Copy each line from the data that has the word "RwLockReadGuard" in it.

(Beginning of Entries provided)

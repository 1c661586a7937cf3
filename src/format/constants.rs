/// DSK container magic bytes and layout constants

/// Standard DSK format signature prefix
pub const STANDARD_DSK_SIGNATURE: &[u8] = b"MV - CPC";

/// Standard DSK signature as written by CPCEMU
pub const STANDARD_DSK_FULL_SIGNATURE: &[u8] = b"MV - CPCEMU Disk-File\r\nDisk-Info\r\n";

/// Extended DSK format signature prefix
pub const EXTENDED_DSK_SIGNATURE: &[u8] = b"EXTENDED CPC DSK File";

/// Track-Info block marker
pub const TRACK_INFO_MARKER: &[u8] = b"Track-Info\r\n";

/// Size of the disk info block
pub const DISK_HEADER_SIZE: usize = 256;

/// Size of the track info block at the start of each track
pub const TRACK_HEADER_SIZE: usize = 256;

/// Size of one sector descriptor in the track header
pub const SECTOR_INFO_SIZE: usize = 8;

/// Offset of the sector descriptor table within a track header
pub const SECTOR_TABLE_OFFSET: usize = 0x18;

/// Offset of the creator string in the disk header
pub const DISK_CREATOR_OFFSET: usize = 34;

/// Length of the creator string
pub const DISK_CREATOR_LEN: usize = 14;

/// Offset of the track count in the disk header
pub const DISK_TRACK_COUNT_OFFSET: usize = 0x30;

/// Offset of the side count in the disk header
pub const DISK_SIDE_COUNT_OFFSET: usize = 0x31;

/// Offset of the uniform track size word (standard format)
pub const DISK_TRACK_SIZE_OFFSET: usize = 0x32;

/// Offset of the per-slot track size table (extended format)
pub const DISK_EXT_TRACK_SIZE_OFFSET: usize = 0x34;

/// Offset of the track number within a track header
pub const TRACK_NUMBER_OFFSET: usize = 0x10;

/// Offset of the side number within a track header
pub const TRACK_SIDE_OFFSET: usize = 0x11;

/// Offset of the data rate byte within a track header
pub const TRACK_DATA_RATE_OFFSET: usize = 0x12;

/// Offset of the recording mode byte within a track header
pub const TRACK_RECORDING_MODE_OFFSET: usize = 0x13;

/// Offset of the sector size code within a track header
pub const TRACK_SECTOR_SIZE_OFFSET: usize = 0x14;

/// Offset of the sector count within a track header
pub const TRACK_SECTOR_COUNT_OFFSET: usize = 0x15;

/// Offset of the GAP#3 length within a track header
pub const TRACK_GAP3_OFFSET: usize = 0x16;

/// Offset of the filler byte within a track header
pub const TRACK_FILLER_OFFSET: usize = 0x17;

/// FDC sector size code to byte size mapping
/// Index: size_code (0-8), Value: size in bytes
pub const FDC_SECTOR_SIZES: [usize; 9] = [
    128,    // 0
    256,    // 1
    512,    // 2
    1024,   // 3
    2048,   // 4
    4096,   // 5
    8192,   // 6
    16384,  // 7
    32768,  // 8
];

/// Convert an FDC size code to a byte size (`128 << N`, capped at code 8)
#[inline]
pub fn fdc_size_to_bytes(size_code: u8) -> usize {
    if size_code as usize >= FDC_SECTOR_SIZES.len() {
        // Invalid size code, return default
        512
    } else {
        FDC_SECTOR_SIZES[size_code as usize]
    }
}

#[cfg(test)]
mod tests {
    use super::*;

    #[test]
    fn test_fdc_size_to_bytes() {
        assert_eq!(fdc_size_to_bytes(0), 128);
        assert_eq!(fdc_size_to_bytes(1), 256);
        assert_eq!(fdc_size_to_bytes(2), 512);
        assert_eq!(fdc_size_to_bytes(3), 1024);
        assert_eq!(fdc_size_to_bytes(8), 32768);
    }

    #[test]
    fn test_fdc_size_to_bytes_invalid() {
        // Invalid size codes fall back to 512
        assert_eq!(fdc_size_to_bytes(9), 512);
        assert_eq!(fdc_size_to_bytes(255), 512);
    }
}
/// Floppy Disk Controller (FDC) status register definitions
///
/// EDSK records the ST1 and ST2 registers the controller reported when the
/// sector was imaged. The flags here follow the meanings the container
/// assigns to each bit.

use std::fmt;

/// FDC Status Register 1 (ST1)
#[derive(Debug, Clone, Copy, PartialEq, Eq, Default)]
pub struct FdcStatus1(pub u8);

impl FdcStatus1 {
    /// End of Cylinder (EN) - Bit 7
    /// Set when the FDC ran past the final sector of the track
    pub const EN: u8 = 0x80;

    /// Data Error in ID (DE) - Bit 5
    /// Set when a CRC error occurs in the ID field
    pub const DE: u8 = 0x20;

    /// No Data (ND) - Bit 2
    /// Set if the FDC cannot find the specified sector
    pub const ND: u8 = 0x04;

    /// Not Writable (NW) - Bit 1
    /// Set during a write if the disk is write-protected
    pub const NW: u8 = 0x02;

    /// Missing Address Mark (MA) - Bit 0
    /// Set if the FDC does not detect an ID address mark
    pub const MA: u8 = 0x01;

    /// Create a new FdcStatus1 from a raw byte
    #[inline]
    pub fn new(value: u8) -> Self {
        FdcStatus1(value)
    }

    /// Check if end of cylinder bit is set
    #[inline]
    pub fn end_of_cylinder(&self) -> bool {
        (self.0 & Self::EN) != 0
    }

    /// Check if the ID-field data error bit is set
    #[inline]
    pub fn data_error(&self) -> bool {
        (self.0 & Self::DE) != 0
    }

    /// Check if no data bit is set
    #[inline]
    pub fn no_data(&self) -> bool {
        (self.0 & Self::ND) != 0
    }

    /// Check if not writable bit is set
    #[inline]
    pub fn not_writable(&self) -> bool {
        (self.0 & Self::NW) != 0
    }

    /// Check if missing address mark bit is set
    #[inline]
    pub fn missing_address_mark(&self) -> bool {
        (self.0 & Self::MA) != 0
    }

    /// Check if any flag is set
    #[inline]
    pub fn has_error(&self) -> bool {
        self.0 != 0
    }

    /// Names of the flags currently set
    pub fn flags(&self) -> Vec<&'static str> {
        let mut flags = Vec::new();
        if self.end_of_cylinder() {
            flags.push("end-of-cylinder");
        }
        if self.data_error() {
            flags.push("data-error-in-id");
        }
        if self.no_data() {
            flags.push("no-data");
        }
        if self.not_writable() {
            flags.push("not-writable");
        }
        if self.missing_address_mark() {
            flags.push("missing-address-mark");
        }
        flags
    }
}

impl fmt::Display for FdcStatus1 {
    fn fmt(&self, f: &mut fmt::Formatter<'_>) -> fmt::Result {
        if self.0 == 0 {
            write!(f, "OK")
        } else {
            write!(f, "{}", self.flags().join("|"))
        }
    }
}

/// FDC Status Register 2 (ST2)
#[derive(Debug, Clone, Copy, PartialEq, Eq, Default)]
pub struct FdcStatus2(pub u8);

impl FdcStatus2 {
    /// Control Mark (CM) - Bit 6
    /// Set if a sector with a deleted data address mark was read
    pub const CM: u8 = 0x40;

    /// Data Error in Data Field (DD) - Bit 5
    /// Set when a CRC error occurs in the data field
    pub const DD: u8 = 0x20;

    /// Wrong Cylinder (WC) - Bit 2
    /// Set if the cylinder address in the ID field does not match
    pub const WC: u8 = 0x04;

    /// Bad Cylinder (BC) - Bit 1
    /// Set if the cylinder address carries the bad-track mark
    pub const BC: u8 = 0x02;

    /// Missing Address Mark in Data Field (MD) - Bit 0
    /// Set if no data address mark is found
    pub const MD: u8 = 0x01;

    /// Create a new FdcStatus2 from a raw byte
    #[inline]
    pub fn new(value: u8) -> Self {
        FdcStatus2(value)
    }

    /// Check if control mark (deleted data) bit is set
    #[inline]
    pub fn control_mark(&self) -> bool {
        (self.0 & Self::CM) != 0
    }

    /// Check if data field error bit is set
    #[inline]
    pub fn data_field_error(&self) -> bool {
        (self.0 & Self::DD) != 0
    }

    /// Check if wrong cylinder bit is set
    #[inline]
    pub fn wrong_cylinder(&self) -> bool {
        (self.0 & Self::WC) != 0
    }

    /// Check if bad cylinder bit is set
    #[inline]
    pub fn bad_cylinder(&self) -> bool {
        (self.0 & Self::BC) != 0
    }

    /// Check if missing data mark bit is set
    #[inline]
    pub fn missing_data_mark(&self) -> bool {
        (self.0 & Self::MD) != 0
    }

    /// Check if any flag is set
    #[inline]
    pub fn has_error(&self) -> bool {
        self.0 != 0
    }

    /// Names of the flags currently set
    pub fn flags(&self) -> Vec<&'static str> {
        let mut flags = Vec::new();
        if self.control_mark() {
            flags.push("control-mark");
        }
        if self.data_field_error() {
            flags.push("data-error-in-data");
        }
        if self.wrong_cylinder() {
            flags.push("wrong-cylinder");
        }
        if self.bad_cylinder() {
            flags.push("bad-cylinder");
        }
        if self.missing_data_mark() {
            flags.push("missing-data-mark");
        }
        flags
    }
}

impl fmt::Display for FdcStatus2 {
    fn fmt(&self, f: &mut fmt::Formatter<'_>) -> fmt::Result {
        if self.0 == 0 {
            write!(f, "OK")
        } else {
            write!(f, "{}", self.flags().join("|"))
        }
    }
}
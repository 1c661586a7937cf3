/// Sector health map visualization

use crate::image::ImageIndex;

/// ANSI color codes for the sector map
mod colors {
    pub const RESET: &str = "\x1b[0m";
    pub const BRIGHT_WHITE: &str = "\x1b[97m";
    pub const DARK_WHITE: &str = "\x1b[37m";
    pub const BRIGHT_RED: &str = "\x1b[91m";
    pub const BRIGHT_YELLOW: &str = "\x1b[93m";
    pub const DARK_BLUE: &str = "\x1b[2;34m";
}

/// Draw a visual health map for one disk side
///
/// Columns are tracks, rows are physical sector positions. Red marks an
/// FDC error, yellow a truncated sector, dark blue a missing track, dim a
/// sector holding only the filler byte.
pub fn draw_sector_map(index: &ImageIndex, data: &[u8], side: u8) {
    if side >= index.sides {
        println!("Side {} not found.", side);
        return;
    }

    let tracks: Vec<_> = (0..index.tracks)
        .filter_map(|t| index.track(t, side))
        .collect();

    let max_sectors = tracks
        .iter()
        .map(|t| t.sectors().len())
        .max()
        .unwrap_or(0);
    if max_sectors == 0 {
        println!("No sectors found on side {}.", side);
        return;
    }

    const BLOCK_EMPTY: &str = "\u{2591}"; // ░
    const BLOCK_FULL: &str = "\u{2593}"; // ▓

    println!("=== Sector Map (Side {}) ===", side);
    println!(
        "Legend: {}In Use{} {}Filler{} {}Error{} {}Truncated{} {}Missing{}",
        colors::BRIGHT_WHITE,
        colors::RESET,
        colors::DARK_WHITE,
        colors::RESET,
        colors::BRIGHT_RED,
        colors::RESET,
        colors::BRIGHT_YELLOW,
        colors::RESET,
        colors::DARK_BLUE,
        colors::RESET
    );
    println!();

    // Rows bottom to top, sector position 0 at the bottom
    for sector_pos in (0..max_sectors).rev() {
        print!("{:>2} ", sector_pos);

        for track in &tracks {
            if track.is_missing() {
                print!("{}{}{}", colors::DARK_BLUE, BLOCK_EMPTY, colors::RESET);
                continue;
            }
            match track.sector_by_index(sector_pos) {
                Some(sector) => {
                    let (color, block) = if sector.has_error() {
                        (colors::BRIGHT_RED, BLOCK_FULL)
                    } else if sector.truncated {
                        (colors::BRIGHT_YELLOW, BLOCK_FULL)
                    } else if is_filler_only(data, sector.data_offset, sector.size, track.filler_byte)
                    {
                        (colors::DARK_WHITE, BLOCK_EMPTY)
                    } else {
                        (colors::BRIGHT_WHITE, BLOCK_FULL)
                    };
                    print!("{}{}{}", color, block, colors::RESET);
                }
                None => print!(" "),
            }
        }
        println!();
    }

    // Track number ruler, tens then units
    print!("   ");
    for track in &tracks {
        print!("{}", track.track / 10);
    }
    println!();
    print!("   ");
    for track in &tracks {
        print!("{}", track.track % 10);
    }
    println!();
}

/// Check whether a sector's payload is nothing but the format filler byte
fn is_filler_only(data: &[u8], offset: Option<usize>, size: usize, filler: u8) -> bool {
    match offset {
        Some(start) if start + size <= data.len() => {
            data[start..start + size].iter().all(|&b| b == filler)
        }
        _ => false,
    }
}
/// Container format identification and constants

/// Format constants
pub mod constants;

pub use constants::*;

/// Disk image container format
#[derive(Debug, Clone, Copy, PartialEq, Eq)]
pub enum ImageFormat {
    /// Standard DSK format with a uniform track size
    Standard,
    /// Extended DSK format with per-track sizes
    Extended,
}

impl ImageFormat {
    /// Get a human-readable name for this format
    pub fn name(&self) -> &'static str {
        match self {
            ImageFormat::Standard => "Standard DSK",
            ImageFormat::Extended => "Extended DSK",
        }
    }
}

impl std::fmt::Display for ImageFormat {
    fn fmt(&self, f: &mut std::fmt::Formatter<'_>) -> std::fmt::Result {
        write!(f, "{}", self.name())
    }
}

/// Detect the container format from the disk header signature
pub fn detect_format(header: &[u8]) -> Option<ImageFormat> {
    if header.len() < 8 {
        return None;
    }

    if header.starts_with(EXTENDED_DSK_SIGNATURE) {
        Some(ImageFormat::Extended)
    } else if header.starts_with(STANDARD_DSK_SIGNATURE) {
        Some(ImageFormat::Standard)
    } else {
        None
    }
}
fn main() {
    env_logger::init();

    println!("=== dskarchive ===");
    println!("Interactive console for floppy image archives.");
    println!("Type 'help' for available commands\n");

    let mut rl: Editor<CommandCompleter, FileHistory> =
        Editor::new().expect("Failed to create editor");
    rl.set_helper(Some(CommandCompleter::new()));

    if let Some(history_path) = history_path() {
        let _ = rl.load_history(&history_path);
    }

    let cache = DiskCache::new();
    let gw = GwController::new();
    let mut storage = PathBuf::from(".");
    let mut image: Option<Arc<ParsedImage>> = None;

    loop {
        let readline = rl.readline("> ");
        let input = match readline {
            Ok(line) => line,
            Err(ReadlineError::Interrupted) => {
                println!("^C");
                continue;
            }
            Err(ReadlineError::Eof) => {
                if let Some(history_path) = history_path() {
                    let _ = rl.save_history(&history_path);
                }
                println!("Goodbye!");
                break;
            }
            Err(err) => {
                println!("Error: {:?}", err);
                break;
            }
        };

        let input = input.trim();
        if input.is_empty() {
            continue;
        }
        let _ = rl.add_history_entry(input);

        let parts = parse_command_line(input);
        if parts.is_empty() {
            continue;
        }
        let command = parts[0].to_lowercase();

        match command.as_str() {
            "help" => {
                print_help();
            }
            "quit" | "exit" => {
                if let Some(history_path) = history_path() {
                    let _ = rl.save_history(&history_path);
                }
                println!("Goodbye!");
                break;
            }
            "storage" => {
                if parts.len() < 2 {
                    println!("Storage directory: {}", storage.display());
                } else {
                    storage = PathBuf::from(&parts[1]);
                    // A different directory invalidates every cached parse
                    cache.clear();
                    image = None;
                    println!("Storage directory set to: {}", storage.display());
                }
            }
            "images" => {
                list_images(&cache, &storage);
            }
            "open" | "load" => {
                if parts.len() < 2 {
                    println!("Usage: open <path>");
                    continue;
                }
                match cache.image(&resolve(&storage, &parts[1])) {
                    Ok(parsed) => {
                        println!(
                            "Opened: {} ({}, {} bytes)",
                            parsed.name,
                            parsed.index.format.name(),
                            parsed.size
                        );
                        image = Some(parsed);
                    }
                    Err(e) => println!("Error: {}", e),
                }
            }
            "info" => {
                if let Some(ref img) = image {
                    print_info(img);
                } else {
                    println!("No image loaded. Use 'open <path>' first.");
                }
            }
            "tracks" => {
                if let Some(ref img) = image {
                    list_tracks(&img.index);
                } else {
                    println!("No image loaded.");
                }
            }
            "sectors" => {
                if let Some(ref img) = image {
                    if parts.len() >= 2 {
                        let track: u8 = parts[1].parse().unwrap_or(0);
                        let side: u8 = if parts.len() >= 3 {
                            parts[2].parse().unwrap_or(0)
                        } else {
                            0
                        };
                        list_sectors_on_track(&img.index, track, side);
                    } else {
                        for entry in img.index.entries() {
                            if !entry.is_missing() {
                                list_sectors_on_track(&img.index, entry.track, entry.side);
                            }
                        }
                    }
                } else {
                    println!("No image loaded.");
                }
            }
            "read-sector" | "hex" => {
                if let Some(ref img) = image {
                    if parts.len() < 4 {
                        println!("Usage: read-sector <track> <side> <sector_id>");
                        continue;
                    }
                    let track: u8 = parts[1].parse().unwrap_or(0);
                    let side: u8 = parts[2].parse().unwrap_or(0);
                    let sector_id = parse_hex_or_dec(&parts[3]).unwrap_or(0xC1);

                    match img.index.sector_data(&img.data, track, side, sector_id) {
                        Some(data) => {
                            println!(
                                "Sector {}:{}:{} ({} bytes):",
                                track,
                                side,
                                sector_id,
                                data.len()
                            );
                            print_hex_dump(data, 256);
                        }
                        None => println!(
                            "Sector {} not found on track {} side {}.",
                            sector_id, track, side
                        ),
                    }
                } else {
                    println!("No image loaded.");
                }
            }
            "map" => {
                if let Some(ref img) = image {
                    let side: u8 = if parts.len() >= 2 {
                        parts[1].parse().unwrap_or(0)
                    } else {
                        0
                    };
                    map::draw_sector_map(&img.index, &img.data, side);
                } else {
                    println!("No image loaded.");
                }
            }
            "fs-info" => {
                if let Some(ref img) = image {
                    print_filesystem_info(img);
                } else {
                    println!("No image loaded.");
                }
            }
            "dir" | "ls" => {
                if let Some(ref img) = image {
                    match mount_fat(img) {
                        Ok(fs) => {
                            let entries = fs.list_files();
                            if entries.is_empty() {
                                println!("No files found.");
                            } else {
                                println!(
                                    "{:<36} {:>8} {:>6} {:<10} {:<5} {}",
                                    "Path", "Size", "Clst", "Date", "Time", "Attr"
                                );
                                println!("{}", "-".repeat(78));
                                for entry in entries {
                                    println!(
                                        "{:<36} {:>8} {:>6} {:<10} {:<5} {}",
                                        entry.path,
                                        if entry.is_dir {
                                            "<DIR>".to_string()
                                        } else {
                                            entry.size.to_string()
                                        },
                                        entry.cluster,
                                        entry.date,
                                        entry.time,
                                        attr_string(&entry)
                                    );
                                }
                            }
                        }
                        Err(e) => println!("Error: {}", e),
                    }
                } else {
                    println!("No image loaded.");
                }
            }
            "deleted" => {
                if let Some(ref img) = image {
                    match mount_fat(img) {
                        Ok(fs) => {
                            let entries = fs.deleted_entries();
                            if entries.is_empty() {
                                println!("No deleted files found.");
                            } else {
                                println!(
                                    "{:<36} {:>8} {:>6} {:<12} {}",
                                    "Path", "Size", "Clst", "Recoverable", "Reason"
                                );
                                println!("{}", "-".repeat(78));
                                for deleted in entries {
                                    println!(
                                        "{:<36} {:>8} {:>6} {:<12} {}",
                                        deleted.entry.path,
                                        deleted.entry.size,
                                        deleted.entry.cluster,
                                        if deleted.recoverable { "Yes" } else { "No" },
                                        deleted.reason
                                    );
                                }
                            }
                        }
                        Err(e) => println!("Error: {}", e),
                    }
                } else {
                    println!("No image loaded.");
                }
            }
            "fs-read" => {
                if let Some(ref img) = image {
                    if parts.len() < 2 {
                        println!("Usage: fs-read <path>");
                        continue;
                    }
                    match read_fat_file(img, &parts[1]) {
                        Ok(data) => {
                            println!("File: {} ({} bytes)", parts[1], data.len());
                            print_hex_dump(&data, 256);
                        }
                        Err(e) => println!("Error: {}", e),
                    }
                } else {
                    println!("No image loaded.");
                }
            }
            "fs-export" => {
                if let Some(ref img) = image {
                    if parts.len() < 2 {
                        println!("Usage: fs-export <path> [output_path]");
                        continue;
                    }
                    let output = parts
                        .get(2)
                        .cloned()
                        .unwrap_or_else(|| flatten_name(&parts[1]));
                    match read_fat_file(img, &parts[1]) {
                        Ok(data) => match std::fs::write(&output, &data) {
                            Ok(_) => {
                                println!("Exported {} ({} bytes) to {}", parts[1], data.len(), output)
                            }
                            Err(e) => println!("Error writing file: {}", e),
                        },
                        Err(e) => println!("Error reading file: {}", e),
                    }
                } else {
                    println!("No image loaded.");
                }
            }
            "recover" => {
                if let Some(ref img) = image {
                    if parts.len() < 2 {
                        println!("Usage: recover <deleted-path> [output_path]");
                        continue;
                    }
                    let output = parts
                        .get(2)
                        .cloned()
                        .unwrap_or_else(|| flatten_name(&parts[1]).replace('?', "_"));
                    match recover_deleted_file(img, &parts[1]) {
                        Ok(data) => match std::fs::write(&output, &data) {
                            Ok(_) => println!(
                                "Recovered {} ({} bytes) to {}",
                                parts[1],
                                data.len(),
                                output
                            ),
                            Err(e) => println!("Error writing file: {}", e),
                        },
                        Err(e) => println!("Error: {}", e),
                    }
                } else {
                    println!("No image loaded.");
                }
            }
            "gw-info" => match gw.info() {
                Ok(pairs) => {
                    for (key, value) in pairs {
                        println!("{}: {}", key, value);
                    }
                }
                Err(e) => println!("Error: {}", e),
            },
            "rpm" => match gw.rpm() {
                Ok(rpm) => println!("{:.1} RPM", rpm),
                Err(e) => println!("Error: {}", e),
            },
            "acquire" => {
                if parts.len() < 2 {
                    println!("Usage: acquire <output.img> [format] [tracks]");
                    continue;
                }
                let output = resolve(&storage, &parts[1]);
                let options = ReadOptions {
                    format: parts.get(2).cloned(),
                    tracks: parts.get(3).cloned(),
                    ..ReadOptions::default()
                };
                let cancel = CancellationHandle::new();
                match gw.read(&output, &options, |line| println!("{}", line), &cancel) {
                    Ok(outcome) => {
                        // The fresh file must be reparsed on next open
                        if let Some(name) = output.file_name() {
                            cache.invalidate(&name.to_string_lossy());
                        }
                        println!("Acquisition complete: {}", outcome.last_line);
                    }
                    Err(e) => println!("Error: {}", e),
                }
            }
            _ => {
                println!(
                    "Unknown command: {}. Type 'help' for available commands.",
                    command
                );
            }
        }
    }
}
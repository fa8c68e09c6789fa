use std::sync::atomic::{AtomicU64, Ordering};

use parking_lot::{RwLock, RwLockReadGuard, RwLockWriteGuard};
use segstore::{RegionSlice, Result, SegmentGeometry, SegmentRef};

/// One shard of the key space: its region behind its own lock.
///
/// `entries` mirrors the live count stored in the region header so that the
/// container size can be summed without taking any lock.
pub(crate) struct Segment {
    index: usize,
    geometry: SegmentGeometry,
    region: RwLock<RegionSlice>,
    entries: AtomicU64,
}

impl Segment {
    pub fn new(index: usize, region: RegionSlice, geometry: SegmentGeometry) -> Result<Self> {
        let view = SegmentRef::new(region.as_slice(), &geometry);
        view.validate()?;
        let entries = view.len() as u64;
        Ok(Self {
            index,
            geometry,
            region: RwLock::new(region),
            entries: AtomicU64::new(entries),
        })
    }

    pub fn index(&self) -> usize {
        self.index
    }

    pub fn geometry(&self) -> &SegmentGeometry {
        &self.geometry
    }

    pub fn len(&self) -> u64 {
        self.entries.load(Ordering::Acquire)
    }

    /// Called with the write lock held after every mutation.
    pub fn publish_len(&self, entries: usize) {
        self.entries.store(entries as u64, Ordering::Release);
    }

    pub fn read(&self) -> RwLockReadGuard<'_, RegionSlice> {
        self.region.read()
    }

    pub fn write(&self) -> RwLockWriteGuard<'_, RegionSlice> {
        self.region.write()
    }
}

(End of Entries provided)

● **The completed task**:
use parking_lot::{RwLock, RwLockReadGuard, RwLockWriteGuard};
    pub fn read(&self) -> RwLockReadGuard<'_, RegionSlice> {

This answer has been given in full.